Kidman takes the cake

Birthday Girl

Directed by Jez Butterworth

Starring Nicole Kidman, Ben Chaplin, Mathieu Kassovitz, and Vincent Cassel

R

Birthday Girl, staring Nicole Kidman and Ben Chaplin, is a remnant of the once popular trend in cinema to infuse the quirky genres of black comedy, action/thriller and screwball romance. Its slight, off-kilter style reminds us of a gentler Tarantino who has excised visceral violence in favor of kinky wickedness. This could be because the film’s distributor, Miramax, shelved it for three years and released it now to capitalize on Kidman’s current popularity. Yet Birthday Girl is doomed doomed to be mediocre regardless of when it hits theaters.

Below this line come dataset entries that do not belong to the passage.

// Copyright 2022 The Firefly Authors.
//
// Use of this source code is governed by a BSD 3-clause
// license that can be found in the LICENSE file.

//! Per-thread state, identity, and queue linkage.
//!
//! Each [`Thread`] carries three intrusive link fields — one for the
//! all-threads registry, one for whichever scheduling or waiter list
//! it currently sits on (it is never on more than one of these at a
//! time, see I5 in the data model), and one for the sleep list — so
//! it can move between lists without any of them taking ownership.

use alloc::sync::Arc;
use alloc::vec::Vec;
use core::cell::UnsafeCell;
use core::fmt;
use core::sync::atomic::{AtomicU64, AtomicU8, Ordering};

use intrusive_collections::{intrusive_adapter, KeyAdapter, LinkedListAtomicLink, RBTreeAtomicLink};
use spin::Mutex;

use crate::hooks::Page;
use crate::sync::lock::Lock;

/// Sentinel written into every live [`Thread`] and checked on key
/// transitions to detect stack overflow clobbering the record.
pub const THREAD_MAGIC: u32 = 0xcd6a_bf4b;

/// Maximum length of a thread's [`Name`], in bytes.
pub const NAME_CAPACITY: usize = 16;

/// Identifies a thread, unique for the lifetime of the scheduler.
#[derive(Copy, Clone, Eq, PartialEq, Ord, PartialOrd, Hash)]
pub struct ThreadId(u64);

impl ThreadId {
    /// The identity reserved for the idle thread.
    pub const IDLE: ThreadId = ThreadId(0);

    pub(crate) const fn new(id: u64) -> Self {
        ThreadId(id)
    }
}

impl fmt::Debug for ThreadId {
    fn fmt(&self, f: &mut fmt::Formatter<'_>) -> fmt::Result {
        write!(f, "ThreadId({})", self.0)
    }
}

impl fmt::Display for ThreadId {
    fn fmt(&self, f: &mut fmt::Formatter<'_>) -> fmt::Result {
        write!(f, "{}", self.0)
    }
}

/// A thread's priority, in `0..=63`; higher runs first.
pub type Priority = u8;

/// A short, fixed-capacity thread name.
#[derive(Copy, Clone)]
pub struct Name {
    bytes: [u8; NAME_CAPACITY],
    len: u8,
}

impl Name {
    pub fn new(s: &str) -> Self {
        let mut bytes = [0u8; NAME_CAPACITY];
        let truncated = &s.as_bytes()[..s.len().min(NAME_CAPACITY)];
        bytes[..truncated.len()].copy_from_slice(truncated);
        Name {
            bytes,
            len: truncated.len() as u8,
        }
    }

    pub fn as_str(&self) -> &str {
        // Construction only ever copies from a valid `&str`, so the
        // retained prefix is valid UTF-8.
        core::str::from_utf8(&self.bytes[..self.len as usize]).unwrap_or("")
    }
}

impl fmt::Debug for Name {
    fn fmt(&self, f: &mut fmt::Formatter<'_>) -> fmt::Result {
        write!(f, "{:?}", self.as_str())
    }
}

/// A thread's lifecycle state (data model §3, I1).
#[derive(Copy, Clone, Debug, Eq, PartialEq)]
#[repr(u8)]
pub enum Status {
    Running = 0,
    Ready = 1,
    Blocked = 2,
    Dying = 3,
}

impl Status {
    fn from_u8(v: u8) -> Self {
        match v {
            0 => Status::Running,
            1 => Status::Ready,
            2 => Status::Blocked,
            3 => Status::Dying,
            _ => unreachable!("invalid thread status byte"),
        }
    }
}

/// Per-process bookkeeping for threads hosting a user program.
///
/// Opaque to the scheduler: nothing in `scheduler`, `sleep`, or
/// `donation` reads these fields. The `syscall` crate populates and
/// reads them for EXEC/WAIT/file-descriptor handling.
pub struct ProcessContext {
    pub pid: u64,
    pub parent: Option<ThreadId>,
    pub exit_code: Option<i32>,
    pub next_fd: u32,
}

impl ProcessContext {
    pub fn new(pid: u64, parent: Option<ThreadId>) -> Self {
        ProcessContext {
            pid,
            parent,
            exit_code: None,
            next_fd: 3,
        }
    }
}

/// A kernel thread: identity, scheduling state, and queue linkage.
///
/// Backed by a page-sized allocation in a booted kernel (see
/// [`crate::hooks::PageAllocator`]); in this crate the record itself
/// is an ordinary heap allocation, and `current_thread()` is tracked
/// by the scheduler via an explicit pointer rather than by rounding
/// the stack pointer down to a page boundary.
pub struct Thread {
    tid: ThreadId,
    name: Name,
    status: AtomicU8,
    base_priority: AtomicU8,
    priority: AtomicU8,
    waiting_lock: Mutex<Option<Arc<Lock>>>,
    holding_locks: Mutex<Vec<Arc<Lock>>>,
    tick_sleep_until: AtomicU64,
    magic: u32,
    process: Mutex<Option<ProcessContext>>,
    // The page backing this thread's record and stack, given back to
    // the allocator by whichever thread runs next after this one
    // dies (never by this thread itself — see data model §3).
    page: Mutex<Option<Page>>,
    // Touched only by the context-switch primitive, under the
    // scheduler's own lock and with interrupts disabled.
    stack_pointer: UnsafeCell<u64>,

    pub(crate) all_link: RBTreeAtomicLink,
    pub(crate) ready_link: LinkedListAtomicLink,
    pub(crate) sleep_link: LinkedListAtomicLink,
}

// `stack_pointer` is only ever read or written from the context-switch
// path, which runs with interrupts disabled and the scheduler lock
// held, so concurrent access never happens despite `UnsafeCell` not
// being `Sync`.
unsafe impl Sync for Thread {}

impl Thread {
    pub(crate) fn new(tid: ThreadId, name: Name, priority: Priority, page: Option<Page>) -> Arc<Thread> {
        Arc::new(Thread {
            tid,
            name,
            status: AtomicU8::new(Status::Blocked as u8),
            base_priority: AtomicU8::new(priority),
            priority: AtomicU8::new(priority),
            waiting_lock: Mutex::new(None),
            holding_locks: Mutex::new(Vec::new()),
            tick_sleep_until: AtomicU64::new(0),
            magic: THREAD_MAGIC,
            process: Mutex::new(None),
            page: Mutex::new(page),
            stack_pointer: UnsafeCell::new(0),
            all_link: RBTreeAtomicLink::new(),
            ready_link: LinkedListAtomicLink::new(),
            sleep_link: LinkedListAtomicLink::new(),
        })
    }

    pub fn tid(&self) -> ThreadId {
        self.tid
    }

    pub fn name(&self) -> &str {
        self.name.as_str()
    }

    pub fn status(&self) -> Status {
        Status::from_u8(self.status.load(Ordering::Acquire))
    }

    pub(crate) fn set_status(&self, status: Status) {
        self.status.store(status as u8, Ordering::Release);
    }

    pub fn base_priority(&self) -> Priority {
        self.base_priority.load(Ordering::Acquire)
    }

    pub(crate) fn set_base_priority(&self, p: Priority) {
        self.base_priority.store(p, Ordering::Release);
    }

    pub fn priority(&self) -> Priority {
        self.priority.load(Ordering::Acquire)
    }

    pub(crate) fn set_priority(&self, p: Priority) {
        self.priority.store(p, Ordering::Release);
    }

    /// Whether this thread currently holds an active donation (I2).
    pub fn is_donated(&self) -> bool {
        self.priority() > self.base_priority()
    }

    pub fn tick_sleep_until(&self) -> u64 {
        self.tick_sleep_until.load(Ordering::Acquire)
    }

    pub(crate) fn set_tick_sleep_until(&self, tick: u64) {
        self.tick_sleep_until.store(tick, Ordering::Release);
    }

    pub(crate) fn waiting_lock(&self) -> Option<Arc<Lock>> {
        self.waiting_lock.lock().clone()
    }

    pub(crate) fn set_waiting_lock(&self, lock: Option<Arc<Lock>>) {
        *self.waiting_lock.lock() = lock;
    }

    pub(crate) fn holding_locks(&self) -> Vec<Arc<Lock>> {
        self.holding_locks.lock().clone()
    }

    pub(crate) fn add_holding_lock(&self, lock: Arc<Lock>) {
        self.holding_locks.lock().push(lock);
    }

    pub(crate) fn remove_holding_lock(&self, lock: &Arc<Lock>) {
        self.holding_locks.lock().retain(|l| !Arc::ptr_eq(l, lock));
    }

    pub fn process(&self) -> &Mutex<Option<ProcessContext>> {
        &self.process
    }

    /// Takes the page backing this thread, leaving `None` behind.
    /// Called by the scheduler when freeing a `Dying` predecessor.
    pub(crate) fn take_page(&self) -> Option<Page> {
        self.page.lock().take()
    }

    pub(crate) fn stack_pointer(&self) -> *mut u64 {
        self.stack_pointer.get()
    }

    /// Panics if this thread's magic sentinel has been clobbered
    /// (I6): a stack overflow.
    pub fn check_magic(&self) {
        assert_eq!(
            self.magic, THREAD_MAGIC,
            "sched: thread {} stack overflow (bad magic)",
            self.tid
        );
    }
}

impl fmt::Debug for Thread {
    fn fmt(&self, f: &mut fmt::Formatter<'_>) -> fmt::Result {
        f.debug_struct("Thread")
            .field("tid", &self.tid)
            .field("name", &self.name)
            .field("status", &self.status())
            .field("base_priority", &self.base_priority())
            .field("priority", &self.priority())
            .finish()
    }
}

intrusive_adapter!(pub(crate) AllAdapter = Arc<Thread>: Thread { all_link: RBTreeAtomicLink });
intrusive_adapter!(pub(crate) ReadyAdapter = Arc<Thread>: Thread { ready_link: LinkedListAtomicLink });
intrusive_adapter!(pub(crate) SleepAdapter = Arc<Thread>: Thread { sleep_link: LinkedListAtomicLink });

impl<'a> KeyAdapter<'a> for AllAdapter {
    type Key = ThreadId;
    fn get_key(&self, thread: &'a Thread) -> ThreadId {
        thread.tid
    }
}

#[cfg(test)]
mod tests {
    use super::*;

    #[test]
    fn name_truncates_to_capacity() {
        let n = Name::new("a-name-that-is-much-longer-than-sixteen-bytes");
        assert_eq!(n.as_str().len(), NAME_CAPACITY);
    }

    #[test]
    fn name_roundtrip_short() {
        let n = Name::new("idle");
        assert_eq!(n.as_str(), "idle");
    }

    #[test]
    fn fresh_thread_has_no_donation() {
        let t = Thread::new(ThreadId::new(1), Name::new("a"), 31, None);
        assert_eq!(t.priority(), t.base_priority());
        assert!(!t.is_donated());
    }

    #[test]
    fn check_magic_passes_for_live_thread() {
        let t = Thread::new(ThreadId::new(1), Name::new("a"), 31, None);
        t.check_magic();
    }
}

Kidman plays Nadia, a Russian mail-order bride who finds herself in the English home of a button-down bank clerk John (Chaplin, looking like a doughy Joaquin Phoenix). John is immediately displeased, not with Nadia’s disturbing heroin-chic style, but with her smoking and inability to speak English. Eventually, thanks to Nadia’s kinky sexuality, the poor bloke begins to feel liberated from the monotonous confines of his life. However, when the two are greeted with the presence of Nadia’s Russian “cousins” (French actors Mathieu Kassovitz and Vincent Cassel), the film veers drastically from its once seemingly standard premise.

It’s here when director Jez Butterworth’s film becomes an incomprehensible display of shift changes and needless surprises. Butterworth’s focus strays from the interesting subtleties of the twosome’s budding emotions towards each other and instead concentrates on a hokey criminal scheme between Kidman and her foreign counterparts. These changes are not only abrupt but uncomfortably violent as well, lending an odd and convoluted feel to the film, especially when it attempts to bilk comedy out of Kassovitz and Cassel’s creepy personalities.

Kidman is really the only thing worth watching in Birthday Girl, and her performance adds another dimension to the actress’s already impressive track record of playing atypical characters. Her accent, though calculated at times, seems so genuine that I doubt I could ever tell the difference between hers and the real thing.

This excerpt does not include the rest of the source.